John Wesley's Advice For Church Singing

The June 2009 issue of The American Organist (journal of the American Guild of Organists) ended with 7 tips John Wesley gave for congregation singing. Some of them remain incredibly salient. I'm changing the order and leaving some out.

"Sing lustily and with good courage. Beware of singing as if you were half-dead or half asleep; but lift up your voice with strength."

This is the easiest thing someone can do to make their singing better. I had a professor always say "if you're going to be wrong, be loud and wrong." Everyone knows the "joyful noise" psalm. Do it. I also don't like the excuse "I didn't know that hymn." Most hymns have at least 4 verses. If you're singing with good courage, you will doubtless know the hymn by the last verse.

"Above all, sing spiritually. Have an eye to God in every word you sing. Aim at pleasing him more than yourself."

Every religion in the word has song. God loves song. Wesley ended his advice with this. I'll end with the following:

"Sing all. See that you join with the congregation as frequently as you can. Let not a single degree of weakness or weariness hinder you. If it is a cross to you, take it up, and you will find a blessing."

Well put Mr. Wesley! If you find singing in public difficult, then you will get that much more out of it when you do it. The most important part of this advice is the word "congregation." Christian faith is built on groups of people worshipping together. Singing is a fundamental part of worship. Not participating in that part of the service means something is lacking.

Why is singing so important? We can start by looking at the roll breath plays in countless religions. Breath is an intergral part of God's creative power. Genesis 1:2states "the spirit of God moved upon the face of the waters." Breath is often symbolic of the Holy Spirit. In Genesis 2:7 God had finished creating the form of Man, but Man wasn't alive until God "breathed into his nostrils the breath of life." Breath is life giving.

So how do we get to singing from breath?

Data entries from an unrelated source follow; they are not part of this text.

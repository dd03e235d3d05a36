// ============================================================================
// Interfaces Module
// Contains all trait definitions and contracts
// ============================================================================

mod event_handler;
mod letter_table;

pub use event_handler::{
    CalculationEvent, EventHandler, LoggingEventHandler, NoOpEventHandler, RecordingEventHandler,
};
pub use letter_table::{ChaldeanTable, LetterTable, PythagoreanTable};
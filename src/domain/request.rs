// ============================================================================
// Calculation Request
// Identity inputs for one calculation
// ============================================================================

use super::birth_date::DateParts;
use super::errors::CalculationResult;

#[cfg(feature = "serde")]
use serde::{Deserialize, Serialize};

/// Everything the engine needs for one reading.
///
/// Mirrors the body of a calculation request: names as typed by the user,
/// the birth date as `{day, month, year}` or a form string, and the
/// optional name variants.
#[derive(Debug, Clone, PartialEq, Eq)]
#[cfg_attr(feature = "serde", derive(Serialize, Deserialize))]
#[cfg_attr(feature = "serde", serde(rename_all = "camelCase"))]
pub struct CalculationRequest {
    pub first_name: String,
    pub last_name: String,
    #[cfg_attr(feature = "serde", serde(default))]
    pub middle_names: Vec<String>,
    pub birth_date: DateParts,
    #[cfg_attr(feature = "serde", serde(default))]
    pub marital_name: Option<String>,
    #[cfg_attr(feature = "serde", serde(default))]
    pub used_first_name: Option<String>,
    /// When set, the used first name and marital name replace the legal
    /// ones for every name-derived number
    #[cfg_attr(feature = "serde", serde(default))]
    pub carried_name_for_25_years: bool,
}

impl CalculationRequest {
    pub fn new(
        first_name: impl Into<String>,
        last_name: impl Into<String>,
        birth_date: DateParts,
    ) -> Self {
        Self {
            first_name: first_name.into(),
            last_name: last_name.into(),
            middle_names: Vec::new(),
            birth_date,
            marital_name: None,
            used_first_name: None,
            carried_name_for_25_years: false,
        }
    }

    /// Build from form fields, the date typed as `DD/MM/YYYY`.
    pub fn from_form(
        first_name: impl Into<String>,
        last_name: impl Into<String>,
        birth_date: &str,
    ) -> CalculationResult<Self> {
        Ok(Self::new(first_name, last_name, birth_date.parse()?))
    }

    /// Builder method: Add a middle name
    pub fn with_middle_name(mut self, name: impl Into<String>) -> Self {
        self.middle_names.push(name.into());
        self
    }

    /// Builder method: Set the marital name
    pub fn with_marital_name(mut self, name: impl Into<String>) -> Self {
        self.marital_name = Some(name.into());
        self
    }

    /// Builder method: Set the first name in everyday use
    pub fn with_used_first_name(mut self, name: impl Into<String>) -> Self {
        self.used_first_name = Some(name.into());
        self
    }

    /// Builder method: Mark the name variants as carried for 25 years or more
    pub fn with_carried_name(mut self, carried: bool) -> Self {
        self.carried_name_for_25_years = carried;
        self
    }
}
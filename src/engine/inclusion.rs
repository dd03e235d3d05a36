// ============================================================================
// Inclusion Grid & Letter Analysis
// Digit histogram of the name and vowel/consonant frequency tables
// ============================================================================

use crate::domain::{
    InclusionGrid, LetterAnalysis, LetterCount, LetterKind, Pillar, PillarDigits,
    PillarReport, PillarThresholds,
};
use crate::numeric::root;
use rust_decimal::Decimal;
use std::collections::BTreeMap;

/// Ratio below which a name reads as consonant-dominated
const CONSONANT_DOMINANT_BELOW: Decimal = Decimal::from_parts(35, 0, 0, false, 2);

/// Ratio up to which a name reads as balanced
const BALANCED_UP_TO: Decimal = Decimal::from_parts(50, 0, 0, false, 2);

const RATIO_DECIMALS: u32 = 4;

/// One normalized letter with its value and classification
pub type LetterEntry = (char, u8, LetterKind);

// ============================================================================
// Inclusion Grid
// ============================================================================

pub fn inclusion_grid(letters: &[LetterEntry], thresholds: &PillarThresholds) -> InclusionGrid {
    let mut grid: BTreeMap<u8, u32> = (1..=9).map(|digit| (digit, 0)).collect();
    let mut total = 0;

    for (_, value, _) in letters {
        if let Some(count) = grid.get_mut(value) {
            *count += 1;
            total += 1;
        }
    }

    let strengths: Vec<PillarReport> = Pillar::ALL
        .iter()
        .map(|pillar| {
            let count = pillar_count(&grid, *pillar);
            PillarReport {
                pillar: *pillar,
                count,
                strength: thresholds.classify(count),
            }
        })
        .collect();

    let legend = strengths
        .iter()
        .map(|report| {
            format!(
                "{} : {} ({})",
                report.pillar.label(),
                report.strength.label(),
                report.count
            )
        })
        .collect();

    InclusionGrid {
        grid,
        pillars: PillarDigits::default(),
        strengths,
        legend,
        total,
    }
}

fn pillar_count(grid: &BTreeMap<u8, u32>, pillar: Pillar) -> u32 {
    pillar
        .digits()
        .iter()
        .map(|digit| grid.get(digit).copied().unwrap_or(0))
        .sum()
}

/// `(pillar, inclusion)` of a core number against the grid.
///
/// Both are taken at the value's root digit; a zero value links to nothing.
pub fn grid_link(value: u32, grid: &InclusionGrid) -> (u32, u32) {
    let digit = root(value) as u8;

    match Pillar::of_digit(digit) {
        Some(pillar) => (pillar_count(&grid.grid, pillar), grid.count(digit)),
        None => (0, 0),
    }
}

// ============================================================================
// Letter Analysis
// ============================================================================

pub fn letter_analysis(letters: &[LetterEntry]) -> LetterAnalysis {
    let mut vowels: BTreeMap<char, LetterCount> = BTreeMap::new();
    let mut consonants: BTreeMap<char, LetterCount> = BTreeMap::new();

    for (letter, value, kind) in letters {
        let table = if kind.is_vowel() {
            &mut vowels
        } else {
            &mut consonants
        };
        table
            .entry(*letter)
            .or_insert(LetterCount {
                letter: *letter,
                value: *value,
                count: 0,
            })
            .count += 1;
    }

    let total_vowels: u32 = vowels.values().map(|c| c.count).sum();
    let total_consonants: u32 = consonants.values().map(|c| c.count).sum();
    let vowel_ratio = vowel_ratio(total_vowels, total_consonants);

    LetterAnalysis {
        interpretation: interpretation(total_vowels + total_consonants, vowel_ratio).to_string(),
        vowels: vowels.into_values().collect(),
        consonants: consonants.into_values().collect(),
        total_vowels,
        total_consonants,
        vowel_ratio,
    }
}

fn vowel_ratio(vowels: u32, consonants: u32) -> Decimal {
    let total = vowels + consonants;
    if total == 0 {
        return Decimal::ZERO;
    }
    (Decimal::from(vowels) / Decimal::from(total)).round_dp(RATIO_DECIMALS)
}

fn interpretation(letters: u32, ratio: Decimal) -> &'static str {
    if letters == 0 {
        "Aucune lettre à analyser"
    } else if ratio < CONSONANT_DOMINANT_BELOW {
        "Dominante consonantique : tempérament concret, tourné vers l'action"
    } else if ratio <= BALANCED_UP_TO {
        "Équilibre entre émotion et raison"
    } else {
        "Dominante vocalique : tempérament sensible, tourné vers les émotions"
    }
}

The vocalized word is equally powerful. It is breath with the added power of vibration. God did not think, imagine, or will the world into existence. "God said let there be light." The vocalized word is powerful.

The most moving parts of any service are when words are said and sung. There is extra power in these words when we do it together. Don't let embarassment, fear, or lack of courage keep you from sharing in the gift of song.

1 comment:

  1. I am currently doing a Beth Moore study on the Psalms of Ascent - she commented, and as I have thought and prayed about it - that music/song is the language of our soul. We will sing things we would not say, we will sing things we could not pray - reading the words in your head is not nearly as powerful as singing them with your heart and voice. Well written Curt!!